The earliest examples were all presented as the results of divine intervention and include: The dry bones that came to life in the Book of Ezekiel (Chapter 37); three-legged self-navigating tables created by the god Hephaestus (Iliad xviii); and the statue Galatea brought to life by the prayers of her creator Pygmalion.

More recent humaniform examples include the brooms from the legend of the sorcerer's apprentice derived from a tale by Lucian of Samosata in the 1st century AD, the Jewish legend of the golem created like Adam from clay, and Mary Shelley's Frankenstein. These tales include an indictment of human folly at presuming to take on the role of creator.

Notable mechanical representations of humans include the life-sized singing puppet Olimpia in the short story "The Sandman" by E.T.A. Hoffman in 1816 and a bipedal anthropomorphic mechanism in The Steam Man of the Prairies by Edward S. Ellis in 1865. These examples are stories about human-controlled mechanisms without autonomy or self-awareness.
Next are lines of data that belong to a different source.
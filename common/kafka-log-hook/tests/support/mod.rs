#![allow(dead_code)]

use kafka_log_hook::{Message, MessageWriter, PublishError};
use std::io;
use std::sync::atomic::{AtomicBool, AtomicUsize, Ordering};
use std::sync::Mutex;

/// Thread-safe writer double that records every publish attempt.
pub struct RecordingWriter {
    topic: String,
    messages: Mutex<Vec<Message>>,
    attempts: AtomicUsize,
    fail_with: Option<io::ErrorKind>,
    closed: AtomicBool,
    flush_failures: AtomicUsize,
    flushes: AtomicUsize,
}

impl RecordingWriter {
    pub fn new(topic: &str) -> Self {
        Self {
            topic: topic.to_string(),
            messages: Mutex::new(Vec::new()),
            attempts: AtomicUsize::new(0),
            fail_with: None,
            closed: AtomicBool::new(false),
            flush_failures: AtomicUsize::new(0),
            flushes: AtomicUsize::new(0),
        }
    }

    /// Writer whose first `failures` flushes time out.
    pub fn with_flush_failures(topic: &str, failures: usize) -> Self {
        let writer = Self::new(topic);
        writer.flush_failures.store(failures, Ordering::SeqCst);
        writer
    }

    pub fn flushes(&self) -> usize {
        self.flushes.load(Ordering::SeqCst)
    }

    pub fn failing(topic: &str, kind: io::ErrorKind) -> Self {
        Self { fail_with: Some(kind), ..Self::new(topic) }
    }

    pub fn attempts(&self) -> usize {
        self.attempts.load(Ordering::SeqCst)
    }

    pub fn messages(&self) -> Vec<Message> {
        self.messages.lock().unwrap().clone()
    }

    pub fn is_closed(&self) -> bool {
        self.closed.load(Ordering::SeqCst)
    }
}

impl MessageWriter for RecordingWriter {
    fn topic(&self) -> &str {
        &self.topic
    }

    fn write_message(&self, message: Message) -> Result<(), PublishError> {
        self.attempts.fetch_add(1, Ordering::SeqCst);
        if self.is_closed() {
            return Err(PublishError::Closed);
        }
        if let Some(kind) = self.fail_with {
            return Err(PublishError::delivery(io::Error::new(kind, "broker unreachable")));
        }
        self.messages.lock().unwrap().push(message);
        Ok(())
    }

    fn close(&self) -> Result<(), PublishError> {
        self.closed.store(true, Ordering::SeqCst);
        self.flushes.fetch_add(1, Ordering::SeqCst);
        let failed = self
            .flush_failures
            .fetch_update(Ordering::SeqCst, Ordering::SeqCst, |left| left.checked_sub(1))
            .is_ok();
        if failed {
            let timeout = io::Error::new(io::ErrorKind::TimedOut, "flush timed out");
            return Err(PublishError::delivery(timeout));
        }
        Ok(())
    }
}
In Lyman Frank Baum's children's novel Ozma of Oz, the first-ever introduction of a humanoid-appearance mechanical man that would satisfy the later "humanoid robot" definition occurred in 1907 - some fifteen years before the word "robot" was coined - with Tik-Tok, powered with a trio of clockwork movements for his thinking, movement and speech, none of which he could wind up himself.

The modern "Robot"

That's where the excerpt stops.